// Copyright 2025 the Understory Authors
// SPDX-License-Identifier: Apache-2.0 OR MIT

//! Range query scenarios, mostly over a small 5x5 grid.

use kurbo::{Line, Rect};
use understory_segment_grid::{GridError, SegmentGrid};

fn five_by_five() -> SegmentGrid<char> {
    SegmentGrid::new(Rect::new(0.0, 0.0, 10.0, 10.0), 2.0, 2.0).expect("valid grid")
}

#[test]
fn construction_rejects_degenerate_inputs() {
    let region = Rect::new(0.0, 0.0, 10.0, 10.0);
    for (w, h) in [(0.0, 1.0), (-1.0, 1.0), (1.0, 0.0), (1.0, -3.0)] {
        assert!(
            SegmentGrid::<u32>::new(region, w, h).is_err(),
            "cell size {w}x{h} must be rejected"
        );
    }
    assert_eq!(
        SegmentGrid::<u32>::new(Rect::new(3.0, 0.0, 3.0, 10.0), 1.0, 1.0).unwrap_err(),
        GridError::InvalidRegionWidth(0.0)
    );
    assert_eq!(
        SegmentGrid::<u32>::new(Rect::new(0.0, 4.0, 10.0, 1.0), 1.0, 1.0).unwrap_err(),
        GridError::InvalidRegionHeight(-3.0)
    );
}

#[test]
fn diagonal_round_trip() {
    let mut grid = five_by_five();
    assert_eq!((grid.columns(), grid.rows()), (5, 5));
    grid.insert('A', Line::new((1.0, 1.0), (9.0, 9.0)));

    assert!(grid.query(Rect::new(0.0, 0.0, 2.0, 2.0)).contains(&'A'));
    assert!(grid.query(Rect::new(8.0, 8.0, 10.0, 10.0)).contains(&'A'));
    assert!(!grid.query(Rect::new(0.0, 8.0, 2.0, 10.0)).contains(&'A'));
}

#[test]
fn box_outside_region_returns_corner_cell() {
    let mut grid = five_by_five();
    grid.insert('A', Line::new((1.0, 1.0), (9.0, 9.0)));
    grid.insert('B', Line::new((9.5, 9.0), (9.5, 9.5)));
    grid.insert('C', Line::new((1.0, 1.0), (3.0, 1.0)));

    let corner = grid
        .items_in_cell(grid.columns() - 1, grid.rows() - 1)
        .expect("corner cell exists");
    let expected: std::collections::HashSet<char> = corner.iter().copied().collect();

    let hits: std::collections::HashSet<char> = grid
        .query(Rect::new(20.0, 20.0, 30.0, 30.0))
        .into_iter()
        .collect();
    assert_eq!(hits, expected);
    assert!(hits.contains(&'A'));
    assert!(hits.contains(&'B'));
    assert!(!hits.contains(&'C'));
}

#[test]
fn box_below_left_of_region_returns_origin_cell() {
    let mut grid = five_by_five();
    grid.insert('C', Line::new((1.0, 1.0), (1.5, 1.5)));
    grid.insert('D', Line::new((5.0, 5.0), (6.0, 5.0)));

    let hits = grid.query(Rect::new(-30.0, -30.0, -20.0, -20.0));
    assert_eq!(hits.len(), 1);
    assert!(hits.contains(&'C'));
}

#[test]
fn segments_leaving_a_grid_line_are_found_along_their_length() {
    let cell = 0.3;
    let mut grid = SegmentGrid::new(Rect::new(0.0, 0.0, 9.0, 9.0), cell, cell).expect("valid grid");
    let line = 7.0 * cell;
    let mid = 0.5 * cell;
    let far = 20.5 * cell;
    grid.insert('l', Line::new((line, mid), (mid, mid)));
    grid.insert('r', Line::new((line, mid), (far, mid)));
    grid.insert('d', Line::new((mid, line), (mid, mid)));
    grid.insert('u', Line::new((mid, line), (mid, far)));

    let center = |k: i32| (f64::from(k) + 0.5) * cell;
    let tiny_box = |x: f64, y: f64| Rect::new(x - 1e-6, y - 1e-6, x + 1e-6, y + 1e-6);
    for k in 0..7 {
        assert!(grid.query(tiny_box(center(k), mid)).contains(&'l'), "column {k}");
        assert!(grid.query(tiny_box(mid, center(k))).contains(&'d'), "row {k}");
    }
    for k in 7..21 {
        assert!(grid.query(tiny_box(center(k), mid)).contains(&'r'), "column {k}");
        assert!(grid.query(tiny_box(mid, center(k))).contains(&'u'), "row {k}");
    }
}

#[test]
fn full_region_query_returns_every_key() {
    let mut grid = five_by_five();
    let segments = [
        ('a', Line::new((0.5, 0.5), (9.5, 0.5))),
        ('b', Line::new((2.0, 7.0), (2.0, 7.0))),
        ('c', Line::new((-4.0, 5.0), (14.0, 6.0))),
        ('d', Line::new((9.9, 0.1), (0.1, 9.9))),
    ];
    for (key, segment) in segments {
        grid.insert(key, segment);
    }
    // Never inserted inside the region.
    grid.insert('z', Line::new((11.0, 11.0), (20.0, 15.0)));

    let hits = grid.query(grid.region());
    assert_eq!(hits.len(), 4);
    for (key, _) in segments {
        assert!(hits.contains(&key), "missing {key}");
    }
}

#[test]
fn repeated_queries_agree() {
    let mut grid = five_by_five();
    grid.insert('a', Line::new((0.5, 0.5), (9.5, 3.5)));
    grid.insert('b', Line::new((4.5, 9.0), (6.5, 1.0)));
    let rect = Rect::new(3.0, 1.0, 7.0, 4.0);
    let first = grid.query(rect);
    for _ in 0..3 {
        assert_eq!(grid.query(rect), first);
    }
}

#[test]
fn shared_between_threads_after_build() {
    let mut grid = five_by_five();
    grid.insert('a', Line::new((0.5, 0.5), (9.5, 9.5)));
    let grid = grid;

    std::thread::scope(|s| {
        let handles: Vec<_> = (0..4_i32)
            .map(|i| {
                let grid = &grid;
                s.spawn(move || {
                    let lo = f64::from(i) * 2.0;
                    grid.query(Rect::new(lo, lo, lo + 1.0, lo + 1.0))
                })
            })
            .collect();
        for handle in handles {
            let hits = handle.join().expect("query thread panicked");
            assert!(hits.contains(&'a'));
        }
    });
}
use std::path::Path;

use serde::{Deserialize, Serialize};
use tracing::debug;

use crate::error::{ConfigError, CoreError};

const CONFIG_FILE: &str = "redditboss.toml";

const DEFAULT_BACKEND_URL: &str = "http://127.0.0.1:8000";
const DEFAULT_REQUEST_TIMEOUT_SECS: u64 = 30;

/// Application configuration. Every field has a default so the app runs
/// without a config file.
#[derive(Debug, Clone, Serialize, Deserialize)]
pub struct AppConfig {
    /// Origin of the analysis backend.
    #[serde(default = "default_backend_url")]
    pub backend_url: String,
    /// Timeout applied to each analysis request.
    #[serde(default = "default_request_timeout_secs")]
    pub request_timeout_secs: u64,
}

fn default_backend_url() -> String {
    DEFAULT_BACKEND_URL.to_string()
}

fn default_request_timeout_secs() -> u64 {
    DEFAULT_REQUEST_TIMEOUT_SECS
}

impl Default for AppConfig {
    fn default() -> Self {
        Self {
            backend_url: default_backend_url(),
            request_timeout_secs: default_request_timeout_secs(),
        }
    }
}

impl AppConfig {
    /// Loads `redditboss.toml` from the working directory, falling back to
    /// defaults when the file does not exist.
    pub fn load() -> Result<Self, CoreError> {
        Self::load_from(Path::new(CONFIG_FILE))
    }

    pub fn load_from(path: &Path) -> Result<Self, CoreError> {
        if !path.exists() {
            debug!("No config file at {}, using defaults", path.display());
            return Ok(Self::default());
        }

        let content = std::fs::read_to_string(path).map_err(|e| ConfigError::Unreadable {
            path: path.display().to_string(),
            reason: e.to_string(),
        })?;
        let config: Self = toml::from_str(&content).map_err(|e| ConfigError::InvalidFormat {
            details: e.to_string(),
        })?;
        config.validate()?;

        debug!("Loaded config from {}", path.display());
        Ok(config)
    }

    pub fn validate(&self) -> Result<(), ConfigError> {
        url::Url::parse(&self.backend_url).map_err(|e| ConfigError::ValidationFailed {
            reason: format!("backend_url is not a valid URL: {e}"),
        })?;
        Ok(())
    }
}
┄┄┄┄┄┄┄┄┄┄┄┄┄┄┄┄┄┄┄┄
> **What you are asked to do**:
Gather each line in these records that contains the string "toml".

> **Solution below**:
const CONFIG_FILE: &str = "redditboss.toml";
    /// Loads `redditboss.toml` from the working directory, falling back to
        let config: Self = toml::from_str(&content).map_err(|e| ConfigError::InvalidFormat {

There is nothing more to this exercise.